If dy/dx = as you stated, yes, the slope is undefined. x=0
To find the equation of the line normal to the given curve at the point (0,0), you are on the right track, but your conclusion is not correct.
First, let's find the derivative of the given equation. The equation is:
2y + sin(x) = xcos(xy)
To find the derivative, differentiate both sides of the equation with respect to x. Using the product rule, we get:
2(dy/dx) + cos(x) - (sin(xy))(1 + xy(dy/dx)) = cos(xy)
Simplifying the equation, we get:
2(dy/dx) - xy(sin(xy))(dy/dx) = cos(xy) - cos(x)
Now, let's find the slope of the tangent line at (0,0), which is the derivative evaluated at x = 0 and y = 0.

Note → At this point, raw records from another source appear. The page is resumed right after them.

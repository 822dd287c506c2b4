//! Rust structs that represent database table mappings.
//!
//! These models define the structure of data as it is stored in and retrieved
//! from the database. Note that these differ from the GraphQL-facing types in
//! `api`.

use chrono::{DateTime, Utc};
use regex::Regex;
use serde::{Deserialize, Serialize};
use sqlx::FromRow;
use std::sync::LazyLock;
use validator::Validate;

static SLUG_RE: LazyLock<Regex> = LazyLock::new(|| Regex::new(r"^[-a-zA-Z0-9_]+$").unwrap());

#[derive(Debug, Clone, Serialize, Deserialize, FromRow)]
pub struct User {
    pub id: i64,
    pub email: String,
    pub username: String,
    #[serde(skip_serializing)]
    pub password_hash: String,
    pub first_name: String,
    pub last_name: String,
    pub is_active: bool,
    pub is_verified: bool,
    pub is_staff: bool,
    pub date_joined: DateTime<Utc>,
    pub last_login: Option<DateTime<Utc>>,
    pub updated_at: DateTime<Utc>,
}

impl User {
    /// Accounts created without a password cannot log in until one is set.
    pub fn has_usable_password(&self) -> bool {
        !self.password_hash.is_empty()
    }
}

#[derive(Debug, Clone, Serialize, Deserialize, Validate)]
pub struct CreateNewUser {
    #[validate(length(
        min = 1,
        max = 150,
        message = "Username must be between 1-150 characters"
    ))]
    pub username: String,

    #[validate(
        email(message = "Must be a valid email"),
        length(max = 254, message = "Email too long")
    )]
    pub email: String,

    #[validate(length(min = 1, message = "Password is required"))]
    pub password: String,
}

#[derive(Debug, Clone)]
pub struct CreateUser {
    pub username: String,
    pub email: String,
    pub password_hash: String,
    pub is_verified: bool,
    pub is_staff: bool,
}

#[derive(Debug, Clone, Serialize, Deserialize, Validate)]
pub struct UpdateProfile {
    #[validate(length(max = 150, message = "First name too long"))]
    pub first_name: Option<String>,
    #[validate(length(max = 150, message = "Last name too long"))]
    pub last_name: Option<String>,
}

#[derive(Debug, Clone, Serialize, Deserialize, FromRow)]
pub struct RefreshToken {
    pub id: i64,
    pub user_id: i64,
    pub token: String,
    pub created_at: DateTime<Utc>,
    pub expires_at: DateTime<Utc>,
    pub revoked_at: Option<DateTime<Utc>>,
}

impl RefreshToken {
    pub fn is_expired(&self) -> bool {
        self.expires_at <= Utc::now()
    }

    pub fn is_revoked(&self) -> bool {
        self.revoked_at.is_some()
    }
}

#[derive(Debug, Clone, Serialize, Deserialize, FromRow)]
pub struct Category {
    pub id: i64,
    pub name: String,
    pub slug: String,
}

#[derive(Debug, Clone, Serialize, Deserialize, Validate)]
pub struct CreateCategory {
    #[validate(length(
        min = 1,
        max = 100,
        message = "Category name must be between 1-100 characters"
    ))]
    pub name: String,

    #[validate(
        length(min = 1, max = 50, message = "Slug must be between 1-50 characters"),
        regex(
            path = *SLUG_RE,
            message = "Slug may only contain letters, numbers, underscores or hyphens"
        )
    )]
    pub slug: String,
}

#[derive(Debug, Clone, Serialize, Deserialize, FromRow)]
pub struct Movie {
    pub id: i64,
    pub title: String,
    pub description: String,
    pub year: i32,
    pub duration_minutes: i32,
    /// Path of the uploaded poster relative to the media root, empty if none.
    pub poster_original: String,
    /// Path of the uploaded backdrop relative to the media root, empty if none.
    pub backdrop_original: String,
    pub is_new: bool,
    pub is_active: bool,
    pub is_student_production: bool,
    pub is_from_festival: bool,
    pub created_at: DateTime<Utc>,
    pub updated_at: DateTime<Utc>,
}

impl Movie {
    /// Human-readable runtime, e.g. 105 minutes becomes "1h 45min".
    pub fn duration_formatted(&self) -> String {
        format_duration(self.duration_minutes)
    }
}

pub fn format_duration(duration_minutes: i32) -> String {
    if duration_minutes <= 0 {
        return String::new();
    }

    let hours = duration_minutes / 60;
    let minutes = duration_minutes % 60;

    match (hours, minutes) {
        (0, m) => format!("{m}min"),
        (h, 0) => format!("{h}h"),
        (h, m) => format!("{h}h {m}min"),
    }
}

/// Movie attributes written on create and update.
#[derive(Debug, Clone, Serialize, Deserialize, Validate)]
pub struct MovieData {
    #[validate(length(min = 1, max = 200, message = "Title must be between 1-200 characters"))]
    pub title: String,

    pub description: String,

    #[validate(range(min = 1800, max = 3000, message = "Year is out of range"))]
    pub year: i32,

    #[validate(range(min = 0, message = "Duration must not be negative"))]
    pub duration_minutes: i32,

    pub category_ids: Vec<i64>,
    pub is_new: bool,
    pub is_active: bool,
    pub is_student_production: bool,
    pub is_from_festival: bool,

    /// Relative media path of a newly stored poster, if one was uploaded.
    pub poster_original: Option<String>,
    /// Relative media path of a newly stored backdrop, if one was uploaded.
    pub backdrop_original: Option<String>,
}

#[cfg(test)]
mod tests {
    use super::*;

    #[test]
    fn test_format_duration() {
        assert_eq!(format_duration(105), "1h 45min");
        assert_eq!(format_duration(120), "2h");
        assert_eq!(format_duration(45), "45min");
        assert_eq!(format_duration(0), "");
    }

    #[test]
    fn test_category_slug_validation() {
        let valid = CreateCategory {
            name: "Sci-Fi".to_string(),
            slug: "sci-fi".to_string(),
        };
        assert!(valid.validate().is_ok());

        let invalid = CreateCategory {
            name: "Sci-Fi".to_string(),
            slug: "sci fi!".to_string(),
        };
        let errors = invalid.validate().unwrap_err();
        assert!(errors.field_errors().contains_key("slug"));
    }

    #[test]
    fn test_user_email_validation() {
        let user = CreateNewUser {
            username: "testuser".to_string(),
            email: "not-an-email".to_string(),
            password: "Str0ng!Passw0rd123".to_string(),
        };
        let errors = user.validate().unwrap_err();
        assert!(errors.field_errors().contains_key("email"));
    }
}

Plugging in x = 0 and y = 0 into the equation, we get:
2(dy/dx) = cos(0) - cos(0)
2(dy/dx) = 1 - 1
2(dy/dx) = 0
(dy/dx) = 0/2 = 0
Therefore, the slope of the tangent line at (0,0) is 0.
To find the slope of the normal line, we can use the fact that the product of the slopes of two perpendicular lines is -1. Therefore, the slope of the normal line is the negative reciprocal of the slope of the tangent line.
Since the slope of the tangent line is 0 (undefined), the slope of the normal line is also 0.
Now, you want to find the equation of the line. Since the slope is 0, the line is a horizontal line. However, we need to find the y-intercept (the value of y when x = 0).
To find the y-intercept, plug in x = 0 into the original equation:
2y + sin(0) = 0*cos(0*y)
2y + 0 = 0
2y = 0
y = 0
The y-intercept is 0.
Therefore, the equation of the line normal to the curve at (0,0) is y = 0.